On the Saunders, for example, I have mine just long enough to fit over a 68" bow while unstrung. It would have to be lengthened a bit to fit over a 70" bow. For some reason the way the rubber gipper works I need it as short as possible because the rubber slides along the limb and is a little harder to control - same issue with two brands. I find the Spigarelli "tip" style can be left longer and has better leverage. I didn't like the tip style at first because I thought the "cap" got in the way of sliding the string up. I discovered (gulp, not that long ago) that one end is larger than the other. eh eh :embara: The Spig is now my fav.


----------



## Huntmaster (Jan 30, 2003)

Seattlepop said:


> For some reason the way the rubber gipper works I need it as short as possible because the rubber slides along the limb and is a little harder to control - same issue with two brands. I find the Spigarelli "tip" style can be left longer and has better leverage. I didn't like the tip style at first because I thought the "cap" got in the way of sliding the string up. I discovered (gulp, not that long ago) that one end is larger than the other. eh eh :embara: The Spig is now my fav.


If you'd try leaving the stringer a little longer, you might not have as much pull inward, and more downward, thus less slide.

The biggest problem we had was that I am tall enough to string full length, but my daughter just couldn't pick the riser up far enough and reach down to string the bow. Now that she's older and taller, it's easier for her.


----------



## Seattlepop (Dec 8, 2003)

Huntmaster said:


> If you'd try leaving the stringer a little longer, you might not have as much pull inward, and more downward, thus less slide.
> 
> The biggest problem we had was that I am tall enough to string full length, but my daughter just couldn't pick the riser up far enough and reach down to string the bow.

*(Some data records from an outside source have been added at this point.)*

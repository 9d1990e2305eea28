//! GPU execution through wgpu.
//!
//! The device heap stays authoritative for host transfers. A submission
//! uploads each allocation its dispatches bind the first time it is used,
//! encodes every dispatch into one command encoder and copies the bound
//! allocations back into the heap before returning. WGSL is f32-only.

use super::command::Command;
use super::device::{AllocId, DeviceCaps, DeviceHeap};
use super::kernels::KernelSpec;
use crate::error::{Result, ScopeError};
use std::collections::HashMap;
use std::sync::{Arc, Mutex};
use wgpu::util::DeviceExt;

/// Uniform blocks are padded to this many bytes
const UNIFORM_ALIGN: usize = 16;

pub(crate) struct WgpuExecutor {
    device: wgpu::Device,
    queue: wgpu::Queue,
    pipelines: Mutex<HashMap<&'static str, Arc<wgpu::ComputePipeline>>>,
}

/// A storage buffer mirroring one heap allocation for one submission
struct Resident {
    buffer: wgpu::Buffer,
    size: u64,
}

fn padded(bytes: &[u8], align: usize) -> Vec<u8> {
    let len = bytes.len().max(1).div_ceil(align) * align;
    let mut out = bytes.to_vec();
    out.resize(len, 0);
    out
}

impl WgpuExecutor {
    /// Open the default high-performance adapter
    pub(crate) fn open(memory_budget: usize) -> Result<(String, DeviceCaps, Self)> {
        let instance = wgpu::Instance::new(&wgpu::InstanceDescriptor::default());
        let adapter = pollster::block_on(instance.request_adapter(&wgpu::RequestAdapterOptions {
            power_preference: wgpu::PowerPreference::HighPerformance,
            force_fallback_adapter: false,
            compatible_surface: None,
        }))
        .ok_or_else(|| ScopeError::Unsupported("no wgpu adapter available".to_string()))?;

        let info = adapter.get_info();
        let limits = adapter.limits();
        let (device, queue) = pollster::block_on(adapter.request_device(
            &wgpu::DeviceDescriptor {
                label: Some("scopeflow"),
                required_features: wgpu::Features::empty(),
                required_limits: limits.clone(),
                memory_hints: wgpu::MemoryHints::Performance,
            },
            None,
        ))
        .map_err(|e| ScopeError::Unsupported(format!("wgpu device request failed: {}", e)))?;

        tracing::info!(
            "wgpu adapter '{}' ({:?}, {:?})",
            info.name,
            info.backend,
            info.device_type
        );
        let caps = DeviceCaps {
            int64: false,
            float64: false,
            unified_memory: info.device_type == wgpu::DeviceType::IntegratedGpu,
            memory_budget,
            max_workgroup_size: limits.max_compute_invocations_per_workgroup,
            max_workgroups: limits.max_compute_workgroups_per_dimension,
        };
        let executor = Self {
            device,
            queue,
            pipelines: Mutex::new(HashMap::new()),
        };
        Ok((info.name, caps, executor))
    }

    fn pipeline(&self, kernel: &KernelSpec) -> Result<Arc<wgpu::ComputePipeline>> {
        let source = kernel.wgsl.ok_or_else(|| {
            ScopeError::Unsupported(format!("kernel '{}' has no WGSL source", kernel.name))
        })?;
        let mut cache = self.pipelines.lock().unwrap_or_else(|e| e.into_inner());
        if let Some(pipeline) = cache.get(kernel.name) {
            return Ok(Arc::clone(pipeline));
        }

        let module = self.device.create_shader_module(wgpu::ShaderModuleDescriptor {
            label: Some(kernel.name),
            source: wgpu::ShaderSource::Wgsl(source.into()),
        });
        let pipeline = Arc::new(self.device.create_compute_pipeline(
            &wgpu::ComputePipelineDescriptor {
                label: Some(kernel.name),
                layout: None,
                module: &module,
                entry_point: Some("main"),
                compilation_options: Default::default(),
                cache: None,
            },
        ));
        tracing::debug!("Compiled WGSL kernel '{}'", kernel.name);
        cache.insert(kernel.name, Arc::clone(&pipeline));
        Ok(pipeline)
    }

    /// Run `commands` against the allocations in `heap`.
    ///
    /// Returns the number of dispatches executed.
    pub(crate) fn execute(&self, heap: &mut DeviceHeap, commands: Vec<Command>) -> Result<u64> {
        self.device.push_error_scope(wgpu::ErrorFilter::Validation);
        let submitted = self.encode_and_submit(heap, commands);
        let validation = pollster::block_on(self.device.pop_error_scope());
        let (dispatches, readbacks) = submitted?;
        if let Some(error) = validation {
            return Err(ScopeError::Unsupported(format!("wgpu rejected submission: {}", error)));
        }

        for (id, staging) in readbacks {
            let bytes = self.map_read(&staging)?;
            if let Some(block) = heap.get_mut(id) {
                let n = block.len().min(bytes.len());
                block[..n].copy_from_slice(&bytes[..n]);
            }
        }
        Ok(dispatches)
    }

    fn encode_and_submit(
        &self,
        heap: &DeviceHeap,
        commands: Vec<Command>,
    ) -> Result<(u64, Vec<(AllocId, wgpu::Buffer)>)> {
        let mut encoder = self
            .device
            .create_command_encoder(&wgpu::CommandEncoderDescriptor {
                label: Some("scopeflow submission"),
            });
        let mut resident: HashMap<AllocId, Resident> = HashMap::new();
        let mut dispatches = 0u64;

        for command in commands {
            // wgpu orders passes within an encoder, so barriers need no work
            let Command::Dispatch {
                kernel,
                bindings,
                push,
                groups,
            } = command
            else {
                continue;
            };
            let pipeline = self.pipeline(&kernel)?;

            for &id in &bindings {
                if resident.contains_key(&id) {
                    continue;
                }
                let block = heap.get(id).ok_or_else(|| {
                    ScopeError::InvalidParameter(format!(
                        "kernel '{}' bound to a missing allocation {:?}",
                        kernel.name, id
                    ))
                })?;
                let contents = padded(block, 4);
                let buffer = self.device.create_buffer_init(&wgpu::util::BufferInitDescriptor {
                    label: Some("scopeflow storage"),
                    contents: &contents,
                    usage: wgpu::BufferUsages::STORAGE
                        | wgpu::BufferUsages::COPY_SRC
                        | wgpu::BufferUsages::COPY_DST,
                });
                resident.insert(
                    id,
                    Resident {
                        buffer,
                        size: contents.len() as u64,
                    },
                );
            }

            let uniform = self.device.create_buffer_init(&wgpu::util::BufferInitDescriptor {
                label: Some(kernel.name),
                contents: &padded(&push, UNIFORM_ALIGN),
                usage: wgpu::BufferUsages::UNIFORM,
            });
            let mut entries = Vec::with_capacity(bindings.len() + 1);
            for (slot, id) in bindings.iter().enumerate() {
                let Some(r) = resident.get(id) else {
                    continue;
                };
                entries.push(wgpu::BindGroupEntry {
                    binding: slot as u32,
                    resource: r.buffer.as_entire_binding(),
                });
            }
            entries.push(wgpu::BindGroupEntry {
                binding: bindings.len() as u32,
                resource: uniform.as_entire_binding(),
            });
            let bind_group = self.device.create_bind_group(&wgpu::BindGroupDescriptor {
                label: Some(kernel.name),
                layout: &pipeline.get_bind_group_layout(0),
                entries: &entries,
            });

            {
                let mut pass = encoder.begin_compute_pass(&wgpu::ComputePassDescriptor {
                    label: Some(kernel.name),
                    timestamp_writes: None,
                });
                pass.set_pipeline(&pipeline);
                pass.set_bind_group(0, &bind_group, &[]);
                pass.dispatch_workgroups(groups[0], groups[1], groups[2]);
            }
            dispatches += 1;
        }

        let mut readbacks = Vec::with_capacity(resident.len());
        for (id, r) in &resident {
            let staging = self.device.create_buffer(&wgpu::BufferDescriptor {
                label: Some("scopeflow readback"),
                size: r.size,
                usage: wgpu::BufferUsages::MAP_READ | wgpu::BufferUsages::COPY_DST,
                mapped_at_creation: false,
            });
            encoder.copy_buffer_to_buffer(&r.buffer, 0, &staging, 0, r.size);
            readbacks.push((*id, staging));
        }
        self.queue.submit(Some(encoder.finish()));
        Ok((dispatches, readbacks))
    }

    fn map_read(&self, buffer: &wgpu::Buffer) -> Result<Vec<u8>> {
        let slice = buffer.slice(..);
        let (tx, rx) = crossbeam_channel::bounded(1);
        slice.map_async(wgpu::MapMode::Read, move |result| {
            tx.send(result).ok();
        });
        self.device.poll(wgpu::Maintain::Wait);
        rx.recv()
            .map_err(|_| ScopeError::Transport("wgpu device lost during readback".to_string()))?
            .map_err(|e| ScopeError::Transport(format!("wgpu readback failed: {}", e)))?;

        let bytes = slice.get_mapped_range().to_vec();
        buffer.unmap();
        Ok(bytes)
    }
}

#[cfg(test)]
mod tests {
    use super::*;
    use crate::buffer::AcceleratedBuffer;
    use crate::compute::kernels::{ToneTurnsPush, TONE, TONE_F32};
    use crate::compute::{CommandBuffer, ComputeDevice, ComputePipeline, Queue};

    fn gpu() -> Option<Arc<ComputeDevice>> {
        match ComputeDevice::open_wgpu(256 * 1024 * 1024) {
            Ok(device) => Some(device),
            Err(e) => {
                eprintln!("skipping: {}", e);
                None
            }
        }
    }

    #[test]
    fn test_padding() {
        assert_eq!(padded(&[], 4), vec![0, 0, 0, 0]);
        assert_eq!(padded(&[1, 2, 3, 4, 5], 4).len(), 8);
        assert_eq!(padded(&[7; 20], UNIFORM_ALIGN).len(), 32);
    }

    #[test]
    fn test_adapter_reports_f32_only() {
        let Some(dev) = gpu() else { return };
        assert_eq!(dev.backend_name(), "wgpu");
        assert!(!dev.caps().float64);
        assert!(ComputePipeline::new(&dev, TONE).is_err());
        assert!(ComputePipeline::new(&dev, TONE_F32).is_ok());
    }

    #[test]
    fn test_tone_on_adapter() {
        let Some(dev) = gpu() else { return };
        let queue = Queue::new(Arc::clone(&dev));
        let mut pipe = ComputePipeline::new(&dev, TONE_F32).unwrap();
        let mut cmd = CommandBuffer::new();

        let mut out: AcceleratedBuffer<f32> = AcceleratedBuffer::new();
        out.resize(100).unwrap();
        pipe.bind_buffer(0, &mut out, &mut cmd, true).unwrap();
        let push = ToneTurnsPush::new(0.01, 0.0, 1.0, 0.5, 100);
        pipe.dispatch(&mut cmd, &push, pipe.groups_for(100), 1, 1).unwrap();
        queue.submit_and_block(&mut cmd).unwrap();
        out.mark_modified_from_gpu();
        out.prepare_for_cpu_access().unwrap();

        assert!((out[0] - 0.5).abs() < 1e-4);
        assert!((out[25] - 1.5).abs() < 1e-4);
        assert_eq!(dev.stats().dispatches, 1);
    }
}
//! Instantaneous frequency from I/Q.

use crate::buffer::AcceleratedBuffer;
use crate::error::{Result, ScopeError};
use crate::graph::{is_analog_waveform, Filter, NodeCore, RefreshContext, Stream};
use crate::units::Unit;
use crate::waveform::{UniformWaveform, Waveform, FS_PER_SECOND};
use std::f64::consts::PI;

pub const NAME: &str = "Vector Frequency";

#[derive(Debug)]
pub struct VectorFrequencyFilter {
    core: NodeCore,
}

impl VectorFrequencyFilter {
    pub fn new(color: &str) -> Self {
        let mut core = NodeCore::new(NAME, color);
        core.create_input("I");
        core.create_input("Q");
        core.add_stream(Stream::analog("frequency", Unit::Hertz));
        Self { core }
    }
}

/// Frequency in Hz between consecutive I/Q points `timescale` fs apart
pub fn instantaneous_frequency(i: &[f32], q: &[f32], timescale: i64) -> Vec<f32> {
    let n = i.len().min(q.len());
    let dt = timescale as f64 / FS_PER_SECOND as f64;
    let mut out = Vec::with_capacity(n.saturating_sub(1));
    let mut prev = (q.first().copied().unwrap_or(0.0) as f64).atan2(i.first().copied().unwrap_or(0.0) as f64);
    for k in 1..n {
        let phase = (q[k] as f64).atan2(i[k] as f64);
        let mut d = phase - prev;
        if d > PI {
            d -= 2.0 * PI;
        } else if d <= -PI {
            d += 2.0 * PI;
        }
        out.push((d / (2.0 * PI * dt)) as f32);
        prev = phase;
    }
    out
}

impl Filter for VectorFrequencyFilter {
    crate::graph::filter_core!();

    fn validate_channel(&self, i: usize, stream: &Stream) -> bool {
        i < 2 && is_analog_waveform(stream)
    }

    fn refresh(&mut self, ctx: &mut RefreshContext<'_>) -> Result<()> {
        let (wi, wq) = match (ctx.input_waveform(0)?, ctx.input_waveform(1)?) {
            (Waveform::UniformAnalog(a), Waveform::UniformAnalog(b)) => (a, b),
            _ => {
                return Err(ScopeError::InvalidInput(
                    "I and Q must be uniformly sampled analog waveforms".to_string(),
                ))
            }
        };
        if wi.header.timescale != wq.header.timescale {
            return Err(ScopeError::InvalidInput(format!(
                "I and Q sample intervals differ ({} vs {} fs)",
                wi.header.timescale, wq.header.timescale
            )));
        }

        let freq = instantaneous_frequency(wi.samples.as_slice(), wq.samples.as_slice(), wi.header.timescale);
        let mut out = UniformWaveform::new(wi.header.timescale);
        out.header.copy_timebase_from(&wi.header);
        out.samples = AcceleratedBuffer::from_vec(freq);
        out.mark_modified_from_cpu();
        self.core.set_output_waveform(0, out.into());
        Ok(())
    }
}

#[cfg(test)]
mod tests {
    use super::*;
    use crate::filters::test_support;

    #[test]
    fn test_rotating_phasor() {
        let fs = 1e9;
        let f = -12.5e6;
        let (i, q): (Vec<f32>, Vec<f32>) = (0..500)
            .map(|k| {
                let ph = 2.0 * PI * f * k as f64 / fs;
                (ph.cos() as f32, ph.sin() as f32)
            })
            .unzip();
        let out = instantaneous_frequency(&i, &q, 1_000_000);
        assert_eq!(out.len(), 499);
        for v in out {
            assert!((v as f64 - f).abs() < 1e5, "got {}", v);
        }
    }

    #[test]
    fn test_mismatched_timescales() {
        let mut filter = VectorFrequencyFilter::new("#ffffff");
        let i = test_support::analog_stream(vec![1.0; 8], 1000);
        let q = test_support::analog_stream(vec![0.0; 8], 2000);
        assert!(matches!(
            test_support::refresh(&mut filter, &[&i, &q]),
            Err(ScopeError::InvalidInput(_))
        ));
    }
}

Now that she's older and taller, it's easier for her.


Agree, its a compromise, experiment to get the best control and ease. Now that I have gotten use to the tip style, I find the significant increase in leverage and not being concerned about the gripper slipping (pure operator error I admit) helps avoid one more senior moment. :embara:


----------



## Greysides (Jun 10, 2009)

I use a 'tip and saddle' bowstringer. I find if I have the end of the bow the saddle is on lower than the other when stretching the bow the saddle keeps its place better.................to quote a previous reply.....Thanks Captain Obvious.......


----------



## caspian (Jan 13, 2009)

the Hoyt solves these problems by using a saddle for the top limb that stops on the taper of the limb, no slip to worry about. it does mean you have to put the saddle on the top limb first then feed the string through it then over the limb tip, but for 3 seconds work it is worth it - the limb tip is also completely exposed to you can see the string seat, unlike the tip stringers.


----------



## Hank D Thoreau (Dec 9, 2008)

The best bow stringer I have ever used is sold by K1. It consists of a limb pocket that connects to your ankle with a strap. You stick the bottom of the bow in the limb pocket, stick your other leg through the bow (between the bow and the unnotched string) and then flex the top of the bow until you can notch the string. This uses the old "stand the bow up and string it" approach without having to jam the end into the ground. It is especially good for setting brace height where you can pop the string, add a few twist and pop it right back on. It is far easier to add twists than conventional stringers -- at least for me.


----------



## Hank D Thoreau (Dec 9, 2008)

I forgot to mention, length is no longer an issue with the ankle stringer.


----------



## Warbow (Apr 18, 2006)

Hank D Thoreau said:


> I forgot to mention, length is no longer an issue with the ankle stringer.


Hmm...interesting
http://k1-archery.com/bowstringer/k1.php

The stringer allows a variation on the step through stringing method that keeps the lower limb from twisting on you shin. But you could still twist the upper limb with your hand.


----------



## K1archer (Jan 7, 2004)

Warbow said:


> Hmm...interesting
> http://k1-archery.com/bowstringer/k1.php
> 
> The stringer allows a variation on the step through stringing method that keeps the lower limb from twisting on you shin. But you could still twist the upper limb with your hand.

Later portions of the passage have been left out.